(DATA TO PROCESS Opens)

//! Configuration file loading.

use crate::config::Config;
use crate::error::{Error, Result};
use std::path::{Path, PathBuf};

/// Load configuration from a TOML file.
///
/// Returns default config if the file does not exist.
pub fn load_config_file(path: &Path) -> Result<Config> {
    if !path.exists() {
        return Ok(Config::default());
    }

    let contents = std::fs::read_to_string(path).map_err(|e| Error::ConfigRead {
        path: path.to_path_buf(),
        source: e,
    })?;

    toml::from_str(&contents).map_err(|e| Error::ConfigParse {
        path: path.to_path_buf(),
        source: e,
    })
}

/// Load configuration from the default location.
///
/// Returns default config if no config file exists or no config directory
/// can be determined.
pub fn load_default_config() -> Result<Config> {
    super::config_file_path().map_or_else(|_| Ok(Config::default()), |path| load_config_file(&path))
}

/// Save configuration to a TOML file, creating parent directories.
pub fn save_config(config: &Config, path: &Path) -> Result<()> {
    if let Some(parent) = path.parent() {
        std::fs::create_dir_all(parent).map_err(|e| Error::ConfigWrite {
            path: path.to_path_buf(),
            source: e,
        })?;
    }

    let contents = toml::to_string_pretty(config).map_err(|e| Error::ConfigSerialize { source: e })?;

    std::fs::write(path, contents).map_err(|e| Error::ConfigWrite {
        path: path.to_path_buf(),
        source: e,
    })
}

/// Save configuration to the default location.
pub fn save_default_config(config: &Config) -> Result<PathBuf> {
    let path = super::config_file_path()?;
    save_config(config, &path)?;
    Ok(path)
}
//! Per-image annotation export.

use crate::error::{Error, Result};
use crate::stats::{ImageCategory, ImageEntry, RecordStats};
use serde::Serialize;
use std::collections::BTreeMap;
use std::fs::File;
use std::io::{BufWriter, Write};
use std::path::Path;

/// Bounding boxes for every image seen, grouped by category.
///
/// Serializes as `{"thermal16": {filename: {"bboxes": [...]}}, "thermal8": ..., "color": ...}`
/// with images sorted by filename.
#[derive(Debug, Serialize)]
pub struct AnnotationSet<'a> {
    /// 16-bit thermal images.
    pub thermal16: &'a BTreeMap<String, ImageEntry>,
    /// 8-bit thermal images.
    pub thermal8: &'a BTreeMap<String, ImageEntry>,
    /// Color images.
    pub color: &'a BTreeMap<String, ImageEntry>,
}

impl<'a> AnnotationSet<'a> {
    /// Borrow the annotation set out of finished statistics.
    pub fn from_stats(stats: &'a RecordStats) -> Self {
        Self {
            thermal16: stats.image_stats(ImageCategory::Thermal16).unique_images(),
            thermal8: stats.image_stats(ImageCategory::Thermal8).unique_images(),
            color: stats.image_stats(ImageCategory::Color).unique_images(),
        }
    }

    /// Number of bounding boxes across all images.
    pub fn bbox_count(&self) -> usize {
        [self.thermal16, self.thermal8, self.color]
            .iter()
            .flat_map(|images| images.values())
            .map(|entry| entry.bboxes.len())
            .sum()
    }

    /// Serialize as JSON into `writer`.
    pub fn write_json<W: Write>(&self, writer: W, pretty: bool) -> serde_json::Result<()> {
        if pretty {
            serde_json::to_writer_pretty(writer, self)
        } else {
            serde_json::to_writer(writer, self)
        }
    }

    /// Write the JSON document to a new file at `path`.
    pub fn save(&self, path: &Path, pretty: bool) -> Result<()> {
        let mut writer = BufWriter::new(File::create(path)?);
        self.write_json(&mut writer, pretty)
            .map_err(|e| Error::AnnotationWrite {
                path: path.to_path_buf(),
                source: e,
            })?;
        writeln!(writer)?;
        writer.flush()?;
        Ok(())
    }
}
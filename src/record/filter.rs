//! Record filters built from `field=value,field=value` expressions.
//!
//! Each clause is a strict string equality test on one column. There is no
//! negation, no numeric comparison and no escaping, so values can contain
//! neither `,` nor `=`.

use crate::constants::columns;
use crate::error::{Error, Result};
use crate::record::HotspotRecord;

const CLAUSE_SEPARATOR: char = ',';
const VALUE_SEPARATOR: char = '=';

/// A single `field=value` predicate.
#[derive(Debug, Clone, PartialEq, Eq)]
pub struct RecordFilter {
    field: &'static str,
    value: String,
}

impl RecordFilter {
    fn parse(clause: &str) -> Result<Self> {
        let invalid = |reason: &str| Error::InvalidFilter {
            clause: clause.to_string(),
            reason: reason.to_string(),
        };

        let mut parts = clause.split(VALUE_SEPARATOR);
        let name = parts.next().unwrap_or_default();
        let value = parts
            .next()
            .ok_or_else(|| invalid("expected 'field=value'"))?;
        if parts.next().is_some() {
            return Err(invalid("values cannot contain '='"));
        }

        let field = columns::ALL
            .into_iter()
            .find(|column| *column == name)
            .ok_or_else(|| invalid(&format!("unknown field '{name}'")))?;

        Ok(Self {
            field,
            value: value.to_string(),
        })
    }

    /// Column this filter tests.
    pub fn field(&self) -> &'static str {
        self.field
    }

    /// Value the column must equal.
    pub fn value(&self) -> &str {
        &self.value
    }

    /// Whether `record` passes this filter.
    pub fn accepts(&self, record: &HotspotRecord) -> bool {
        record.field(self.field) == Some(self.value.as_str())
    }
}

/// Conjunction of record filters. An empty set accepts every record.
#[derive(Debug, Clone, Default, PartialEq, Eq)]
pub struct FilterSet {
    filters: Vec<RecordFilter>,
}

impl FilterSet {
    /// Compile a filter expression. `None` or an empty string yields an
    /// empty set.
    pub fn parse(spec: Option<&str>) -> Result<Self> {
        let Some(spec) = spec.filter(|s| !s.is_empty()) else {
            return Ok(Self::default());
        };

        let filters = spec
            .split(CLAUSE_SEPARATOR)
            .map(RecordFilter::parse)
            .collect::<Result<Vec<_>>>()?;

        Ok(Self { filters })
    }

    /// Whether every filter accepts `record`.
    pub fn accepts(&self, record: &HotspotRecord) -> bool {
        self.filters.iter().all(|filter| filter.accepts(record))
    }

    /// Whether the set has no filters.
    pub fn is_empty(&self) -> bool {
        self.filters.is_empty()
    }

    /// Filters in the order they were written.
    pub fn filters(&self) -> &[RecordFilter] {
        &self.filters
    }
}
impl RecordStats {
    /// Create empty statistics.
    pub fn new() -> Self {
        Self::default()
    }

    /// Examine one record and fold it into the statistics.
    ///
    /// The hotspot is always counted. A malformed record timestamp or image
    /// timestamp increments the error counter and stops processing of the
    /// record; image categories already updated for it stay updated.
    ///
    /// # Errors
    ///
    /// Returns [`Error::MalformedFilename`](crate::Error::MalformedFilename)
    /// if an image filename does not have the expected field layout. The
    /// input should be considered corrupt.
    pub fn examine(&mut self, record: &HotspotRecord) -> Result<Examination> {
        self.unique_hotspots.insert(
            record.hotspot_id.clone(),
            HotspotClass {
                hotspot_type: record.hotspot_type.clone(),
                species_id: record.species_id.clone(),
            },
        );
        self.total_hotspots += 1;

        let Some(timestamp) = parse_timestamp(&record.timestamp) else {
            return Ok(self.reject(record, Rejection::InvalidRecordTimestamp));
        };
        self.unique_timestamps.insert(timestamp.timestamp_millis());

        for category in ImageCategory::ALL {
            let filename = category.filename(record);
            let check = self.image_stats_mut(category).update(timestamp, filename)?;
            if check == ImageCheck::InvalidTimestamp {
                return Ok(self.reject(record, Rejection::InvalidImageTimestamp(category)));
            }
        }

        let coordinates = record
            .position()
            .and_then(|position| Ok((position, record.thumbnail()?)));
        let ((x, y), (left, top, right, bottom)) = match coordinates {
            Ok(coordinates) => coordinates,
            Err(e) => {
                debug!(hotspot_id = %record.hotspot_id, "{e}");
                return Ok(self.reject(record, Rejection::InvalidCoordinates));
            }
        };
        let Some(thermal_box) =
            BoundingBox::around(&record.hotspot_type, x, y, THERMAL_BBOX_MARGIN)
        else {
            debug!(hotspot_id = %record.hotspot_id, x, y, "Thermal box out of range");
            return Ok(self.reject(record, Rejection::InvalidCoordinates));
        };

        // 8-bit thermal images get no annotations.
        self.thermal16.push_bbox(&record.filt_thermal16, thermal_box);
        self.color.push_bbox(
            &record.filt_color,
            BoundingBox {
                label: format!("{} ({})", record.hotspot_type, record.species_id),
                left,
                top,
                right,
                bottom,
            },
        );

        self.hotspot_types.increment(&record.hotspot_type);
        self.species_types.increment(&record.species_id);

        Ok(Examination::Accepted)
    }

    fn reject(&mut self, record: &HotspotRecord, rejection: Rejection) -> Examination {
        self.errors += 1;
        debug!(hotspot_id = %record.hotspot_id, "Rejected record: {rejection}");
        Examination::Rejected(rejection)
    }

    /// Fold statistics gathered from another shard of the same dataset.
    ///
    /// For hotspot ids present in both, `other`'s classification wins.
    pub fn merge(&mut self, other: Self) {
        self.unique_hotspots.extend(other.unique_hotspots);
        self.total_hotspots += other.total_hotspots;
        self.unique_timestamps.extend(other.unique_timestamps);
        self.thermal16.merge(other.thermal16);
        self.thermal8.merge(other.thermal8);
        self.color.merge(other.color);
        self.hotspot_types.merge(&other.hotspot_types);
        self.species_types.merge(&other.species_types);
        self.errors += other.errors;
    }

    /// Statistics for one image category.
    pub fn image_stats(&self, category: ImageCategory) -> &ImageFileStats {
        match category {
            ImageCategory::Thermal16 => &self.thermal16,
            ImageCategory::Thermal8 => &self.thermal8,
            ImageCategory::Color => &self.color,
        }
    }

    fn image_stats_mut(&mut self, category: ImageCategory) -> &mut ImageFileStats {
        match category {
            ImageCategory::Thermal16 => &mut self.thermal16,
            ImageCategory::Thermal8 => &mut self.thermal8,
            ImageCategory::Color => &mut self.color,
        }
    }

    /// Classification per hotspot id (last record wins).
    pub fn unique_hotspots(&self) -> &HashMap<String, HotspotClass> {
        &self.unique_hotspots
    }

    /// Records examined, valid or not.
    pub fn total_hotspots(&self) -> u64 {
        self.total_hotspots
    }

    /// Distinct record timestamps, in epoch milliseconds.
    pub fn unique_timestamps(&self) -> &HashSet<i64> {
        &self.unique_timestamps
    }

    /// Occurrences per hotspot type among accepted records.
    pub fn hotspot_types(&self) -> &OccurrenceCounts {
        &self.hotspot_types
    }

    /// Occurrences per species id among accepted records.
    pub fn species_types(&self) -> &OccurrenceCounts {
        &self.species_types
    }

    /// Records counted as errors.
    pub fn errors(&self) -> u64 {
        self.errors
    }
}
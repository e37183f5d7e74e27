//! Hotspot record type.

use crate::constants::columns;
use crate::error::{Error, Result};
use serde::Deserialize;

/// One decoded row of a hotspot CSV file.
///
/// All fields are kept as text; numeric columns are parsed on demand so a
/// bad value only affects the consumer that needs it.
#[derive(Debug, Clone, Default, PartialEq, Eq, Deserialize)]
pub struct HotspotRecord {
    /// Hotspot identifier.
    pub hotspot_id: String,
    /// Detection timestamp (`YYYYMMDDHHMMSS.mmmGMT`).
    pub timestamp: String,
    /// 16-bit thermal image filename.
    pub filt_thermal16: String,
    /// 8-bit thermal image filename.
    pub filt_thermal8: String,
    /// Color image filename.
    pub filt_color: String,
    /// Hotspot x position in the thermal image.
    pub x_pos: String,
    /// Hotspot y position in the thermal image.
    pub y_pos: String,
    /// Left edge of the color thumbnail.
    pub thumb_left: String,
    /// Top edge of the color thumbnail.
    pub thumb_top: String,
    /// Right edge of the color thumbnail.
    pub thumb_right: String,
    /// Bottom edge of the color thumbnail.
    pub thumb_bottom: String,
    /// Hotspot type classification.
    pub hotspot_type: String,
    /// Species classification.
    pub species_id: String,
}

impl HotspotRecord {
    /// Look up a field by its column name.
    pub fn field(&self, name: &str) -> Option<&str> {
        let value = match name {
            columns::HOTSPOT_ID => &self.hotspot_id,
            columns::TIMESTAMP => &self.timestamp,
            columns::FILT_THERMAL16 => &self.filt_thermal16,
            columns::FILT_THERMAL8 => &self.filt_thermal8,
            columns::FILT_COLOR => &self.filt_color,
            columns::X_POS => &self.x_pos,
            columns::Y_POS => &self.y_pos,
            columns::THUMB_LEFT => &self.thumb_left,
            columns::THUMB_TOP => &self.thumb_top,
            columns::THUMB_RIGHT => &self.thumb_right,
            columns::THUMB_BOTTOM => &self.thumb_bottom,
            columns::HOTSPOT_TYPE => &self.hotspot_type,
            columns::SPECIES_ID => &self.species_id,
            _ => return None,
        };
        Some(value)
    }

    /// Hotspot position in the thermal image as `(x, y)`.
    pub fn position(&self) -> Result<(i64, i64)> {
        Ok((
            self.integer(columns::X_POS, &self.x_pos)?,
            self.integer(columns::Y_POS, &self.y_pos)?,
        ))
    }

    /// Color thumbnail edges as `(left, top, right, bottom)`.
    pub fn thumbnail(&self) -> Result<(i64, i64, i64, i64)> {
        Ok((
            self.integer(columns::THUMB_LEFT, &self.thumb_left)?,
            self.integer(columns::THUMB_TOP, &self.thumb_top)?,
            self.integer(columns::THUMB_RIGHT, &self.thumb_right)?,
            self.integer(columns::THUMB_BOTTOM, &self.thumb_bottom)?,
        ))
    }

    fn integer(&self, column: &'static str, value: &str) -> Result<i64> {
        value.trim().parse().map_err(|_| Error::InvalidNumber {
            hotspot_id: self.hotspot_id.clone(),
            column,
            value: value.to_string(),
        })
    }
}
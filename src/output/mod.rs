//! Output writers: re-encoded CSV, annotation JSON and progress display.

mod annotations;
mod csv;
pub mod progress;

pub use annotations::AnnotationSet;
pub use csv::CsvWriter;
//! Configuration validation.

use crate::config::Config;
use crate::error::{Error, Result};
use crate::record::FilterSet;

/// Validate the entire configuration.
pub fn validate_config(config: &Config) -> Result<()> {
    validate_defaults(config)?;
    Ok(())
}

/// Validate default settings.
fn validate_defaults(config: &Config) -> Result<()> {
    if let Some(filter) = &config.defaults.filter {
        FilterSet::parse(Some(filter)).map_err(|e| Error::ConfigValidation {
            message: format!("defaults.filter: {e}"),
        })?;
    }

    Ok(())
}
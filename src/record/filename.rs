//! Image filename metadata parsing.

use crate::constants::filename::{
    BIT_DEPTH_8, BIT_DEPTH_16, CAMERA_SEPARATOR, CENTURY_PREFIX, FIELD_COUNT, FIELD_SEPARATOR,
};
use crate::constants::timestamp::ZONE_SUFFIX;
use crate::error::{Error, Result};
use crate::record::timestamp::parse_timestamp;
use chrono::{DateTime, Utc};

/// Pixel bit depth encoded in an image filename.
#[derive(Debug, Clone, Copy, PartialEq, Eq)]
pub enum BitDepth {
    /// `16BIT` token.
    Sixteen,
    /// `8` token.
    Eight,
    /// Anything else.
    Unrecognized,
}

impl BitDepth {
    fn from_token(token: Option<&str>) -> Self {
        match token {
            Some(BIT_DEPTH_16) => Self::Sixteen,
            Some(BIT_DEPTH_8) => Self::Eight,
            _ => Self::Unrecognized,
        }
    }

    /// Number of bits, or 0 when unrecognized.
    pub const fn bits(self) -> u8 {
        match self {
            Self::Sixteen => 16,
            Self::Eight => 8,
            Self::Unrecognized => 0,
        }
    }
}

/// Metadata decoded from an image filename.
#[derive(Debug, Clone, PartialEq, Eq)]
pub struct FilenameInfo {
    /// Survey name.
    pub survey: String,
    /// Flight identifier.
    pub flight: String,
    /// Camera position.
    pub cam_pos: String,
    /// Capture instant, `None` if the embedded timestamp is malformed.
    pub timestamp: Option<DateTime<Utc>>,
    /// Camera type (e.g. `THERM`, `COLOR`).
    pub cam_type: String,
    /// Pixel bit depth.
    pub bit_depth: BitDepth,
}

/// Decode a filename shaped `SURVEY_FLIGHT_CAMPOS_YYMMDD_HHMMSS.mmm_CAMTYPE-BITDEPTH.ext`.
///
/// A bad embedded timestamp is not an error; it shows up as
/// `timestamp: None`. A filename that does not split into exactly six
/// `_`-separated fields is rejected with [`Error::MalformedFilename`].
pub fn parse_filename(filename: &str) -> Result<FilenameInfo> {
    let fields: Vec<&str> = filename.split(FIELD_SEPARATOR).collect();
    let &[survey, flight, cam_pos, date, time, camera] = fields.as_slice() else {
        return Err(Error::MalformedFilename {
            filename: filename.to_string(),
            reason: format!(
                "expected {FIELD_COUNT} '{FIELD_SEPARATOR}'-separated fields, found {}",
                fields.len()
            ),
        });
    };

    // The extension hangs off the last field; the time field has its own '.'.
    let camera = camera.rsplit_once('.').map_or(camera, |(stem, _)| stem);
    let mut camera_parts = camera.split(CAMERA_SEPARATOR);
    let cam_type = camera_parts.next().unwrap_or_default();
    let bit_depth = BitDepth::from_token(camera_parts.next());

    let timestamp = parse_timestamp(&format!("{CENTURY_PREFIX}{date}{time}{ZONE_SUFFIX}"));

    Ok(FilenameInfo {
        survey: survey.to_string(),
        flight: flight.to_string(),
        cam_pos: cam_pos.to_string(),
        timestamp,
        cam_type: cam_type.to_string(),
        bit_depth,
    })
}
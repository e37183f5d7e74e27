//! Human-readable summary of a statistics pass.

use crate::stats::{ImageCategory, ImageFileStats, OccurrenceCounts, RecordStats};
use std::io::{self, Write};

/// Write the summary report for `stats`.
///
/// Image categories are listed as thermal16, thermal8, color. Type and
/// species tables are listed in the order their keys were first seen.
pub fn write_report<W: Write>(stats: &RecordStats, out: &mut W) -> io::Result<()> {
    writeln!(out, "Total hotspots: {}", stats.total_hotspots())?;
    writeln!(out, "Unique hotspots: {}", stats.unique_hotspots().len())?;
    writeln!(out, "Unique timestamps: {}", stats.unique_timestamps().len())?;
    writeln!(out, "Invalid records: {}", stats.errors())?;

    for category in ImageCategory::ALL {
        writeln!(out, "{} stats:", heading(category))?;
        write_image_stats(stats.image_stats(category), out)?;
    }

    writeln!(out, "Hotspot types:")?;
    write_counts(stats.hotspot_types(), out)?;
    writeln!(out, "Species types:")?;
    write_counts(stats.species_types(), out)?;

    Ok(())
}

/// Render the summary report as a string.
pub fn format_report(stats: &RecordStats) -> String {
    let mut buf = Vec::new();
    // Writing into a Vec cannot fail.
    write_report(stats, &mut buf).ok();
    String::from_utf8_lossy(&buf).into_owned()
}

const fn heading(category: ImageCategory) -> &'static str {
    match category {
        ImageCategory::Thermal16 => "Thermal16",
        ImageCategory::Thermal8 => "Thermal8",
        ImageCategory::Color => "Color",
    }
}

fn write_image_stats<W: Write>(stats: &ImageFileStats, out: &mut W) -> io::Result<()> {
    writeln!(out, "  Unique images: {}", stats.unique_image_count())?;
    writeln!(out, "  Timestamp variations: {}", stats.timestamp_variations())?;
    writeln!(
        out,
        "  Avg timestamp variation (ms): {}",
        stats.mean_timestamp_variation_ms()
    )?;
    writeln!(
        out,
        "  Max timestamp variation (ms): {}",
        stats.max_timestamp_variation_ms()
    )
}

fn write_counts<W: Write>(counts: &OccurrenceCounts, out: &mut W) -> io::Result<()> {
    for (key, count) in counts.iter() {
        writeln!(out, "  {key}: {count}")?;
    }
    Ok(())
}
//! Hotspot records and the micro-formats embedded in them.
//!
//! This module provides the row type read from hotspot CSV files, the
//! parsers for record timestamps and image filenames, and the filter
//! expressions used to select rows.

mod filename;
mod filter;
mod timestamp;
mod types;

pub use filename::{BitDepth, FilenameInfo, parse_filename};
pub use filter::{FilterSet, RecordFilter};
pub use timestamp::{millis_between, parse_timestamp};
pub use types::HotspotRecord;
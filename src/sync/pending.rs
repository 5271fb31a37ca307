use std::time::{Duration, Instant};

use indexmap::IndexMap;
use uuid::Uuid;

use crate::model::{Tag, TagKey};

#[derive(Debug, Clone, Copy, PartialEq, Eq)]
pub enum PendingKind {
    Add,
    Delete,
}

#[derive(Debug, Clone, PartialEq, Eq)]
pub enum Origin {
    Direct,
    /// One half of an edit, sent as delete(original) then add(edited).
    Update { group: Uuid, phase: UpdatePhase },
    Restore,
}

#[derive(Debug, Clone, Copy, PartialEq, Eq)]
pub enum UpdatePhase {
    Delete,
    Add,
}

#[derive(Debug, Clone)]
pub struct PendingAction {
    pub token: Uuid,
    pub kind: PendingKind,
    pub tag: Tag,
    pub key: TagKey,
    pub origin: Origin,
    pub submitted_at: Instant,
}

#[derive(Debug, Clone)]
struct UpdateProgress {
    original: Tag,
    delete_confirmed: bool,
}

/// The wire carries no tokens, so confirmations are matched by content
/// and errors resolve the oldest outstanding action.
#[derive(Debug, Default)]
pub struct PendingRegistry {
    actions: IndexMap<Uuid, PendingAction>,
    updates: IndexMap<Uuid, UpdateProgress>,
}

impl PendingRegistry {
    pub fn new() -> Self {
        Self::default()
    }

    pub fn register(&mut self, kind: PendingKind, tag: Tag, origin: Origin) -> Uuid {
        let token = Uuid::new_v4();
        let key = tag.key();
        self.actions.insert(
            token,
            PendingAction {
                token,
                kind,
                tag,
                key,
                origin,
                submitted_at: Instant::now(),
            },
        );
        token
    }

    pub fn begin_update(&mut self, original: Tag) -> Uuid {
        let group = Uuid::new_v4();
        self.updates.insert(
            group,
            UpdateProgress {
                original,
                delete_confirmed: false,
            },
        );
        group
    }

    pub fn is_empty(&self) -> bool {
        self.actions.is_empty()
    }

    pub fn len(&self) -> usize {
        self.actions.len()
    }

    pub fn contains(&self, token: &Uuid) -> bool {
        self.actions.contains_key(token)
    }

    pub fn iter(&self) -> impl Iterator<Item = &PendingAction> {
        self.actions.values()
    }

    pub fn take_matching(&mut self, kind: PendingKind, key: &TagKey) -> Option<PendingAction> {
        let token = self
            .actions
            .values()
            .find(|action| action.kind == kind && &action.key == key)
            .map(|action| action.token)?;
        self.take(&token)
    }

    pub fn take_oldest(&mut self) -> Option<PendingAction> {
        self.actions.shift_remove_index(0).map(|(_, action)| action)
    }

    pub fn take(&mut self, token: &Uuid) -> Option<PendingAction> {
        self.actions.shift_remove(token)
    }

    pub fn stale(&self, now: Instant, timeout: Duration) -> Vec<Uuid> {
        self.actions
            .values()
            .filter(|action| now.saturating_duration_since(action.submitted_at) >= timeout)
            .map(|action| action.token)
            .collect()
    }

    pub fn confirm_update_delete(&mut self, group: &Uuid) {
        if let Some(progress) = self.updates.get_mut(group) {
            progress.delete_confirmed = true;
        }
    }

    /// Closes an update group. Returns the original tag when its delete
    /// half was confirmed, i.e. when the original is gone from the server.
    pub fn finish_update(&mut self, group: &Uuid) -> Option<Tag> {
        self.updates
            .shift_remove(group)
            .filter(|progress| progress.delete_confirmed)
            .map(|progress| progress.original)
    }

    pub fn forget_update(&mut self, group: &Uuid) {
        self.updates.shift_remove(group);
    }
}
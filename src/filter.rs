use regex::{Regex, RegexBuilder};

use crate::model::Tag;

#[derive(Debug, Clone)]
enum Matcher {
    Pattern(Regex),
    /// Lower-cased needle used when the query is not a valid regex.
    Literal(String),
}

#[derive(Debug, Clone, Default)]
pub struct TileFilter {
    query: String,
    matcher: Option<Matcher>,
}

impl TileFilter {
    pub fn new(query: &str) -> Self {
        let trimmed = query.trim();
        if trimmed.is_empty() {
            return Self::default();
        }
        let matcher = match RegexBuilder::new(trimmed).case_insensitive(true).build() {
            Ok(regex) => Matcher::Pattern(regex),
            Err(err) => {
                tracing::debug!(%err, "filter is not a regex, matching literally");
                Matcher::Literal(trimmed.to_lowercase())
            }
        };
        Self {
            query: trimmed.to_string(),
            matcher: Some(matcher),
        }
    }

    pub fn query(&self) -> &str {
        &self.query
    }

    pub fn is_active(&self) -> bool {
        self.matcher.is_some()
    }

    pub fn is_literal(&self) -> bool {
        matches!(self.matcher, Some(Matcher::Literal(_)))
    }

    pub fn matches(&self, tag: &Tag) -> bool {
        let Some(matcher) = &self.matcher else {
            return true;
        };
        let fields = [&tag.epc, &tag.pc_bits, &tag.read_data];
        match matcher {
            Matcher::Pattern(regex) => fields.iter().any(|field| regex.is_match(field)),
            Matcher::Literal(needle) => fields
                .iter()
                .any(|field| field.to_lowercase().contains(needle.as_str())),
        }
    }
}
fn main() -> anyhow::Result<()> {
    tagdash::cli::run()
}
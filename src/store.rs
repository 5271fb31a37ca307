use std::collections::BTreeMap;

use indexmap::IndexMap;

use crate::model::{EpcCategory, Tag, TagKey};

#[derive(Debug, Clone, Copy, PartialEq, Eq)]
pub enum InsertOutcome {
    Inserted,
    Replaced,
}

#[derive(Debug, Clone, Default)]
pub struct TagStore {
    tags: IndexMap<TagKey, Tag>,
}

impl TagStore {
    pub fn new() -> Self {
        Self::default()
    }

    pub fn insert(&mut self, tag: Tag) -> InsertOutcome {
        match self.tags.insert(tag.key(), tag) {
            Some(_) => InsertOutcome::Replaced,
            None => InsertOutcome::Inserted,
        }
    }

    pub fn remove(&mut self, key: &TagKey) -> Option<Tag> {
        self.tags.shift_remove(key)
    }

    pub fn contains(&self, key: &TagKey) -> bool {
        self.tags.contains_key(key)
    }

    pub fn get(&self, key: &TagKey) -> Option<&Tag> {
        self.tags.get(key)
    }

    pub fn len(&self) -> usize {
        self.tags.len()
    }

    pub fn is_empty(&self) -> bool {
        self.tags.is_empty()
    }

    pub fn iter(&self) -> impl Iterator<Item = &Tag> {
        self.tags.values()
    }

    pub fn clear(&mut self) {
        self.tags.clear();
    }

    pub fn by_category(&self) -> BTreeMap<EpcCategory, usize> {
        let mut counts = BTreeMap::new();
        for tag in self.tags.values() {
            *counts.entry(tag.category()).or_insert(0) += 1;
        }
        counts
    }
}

(DATA TO PROCESS Closes)

Copy out each line of the records that holds the string "needle".

RESULT OF THIS TASK =>
    /// Lower-cased needle used when the query is not a valid regex.
            Matcher::Literal(needle) => fields
                .any(|field| field.to_lowercase().contains(needle.as_str())),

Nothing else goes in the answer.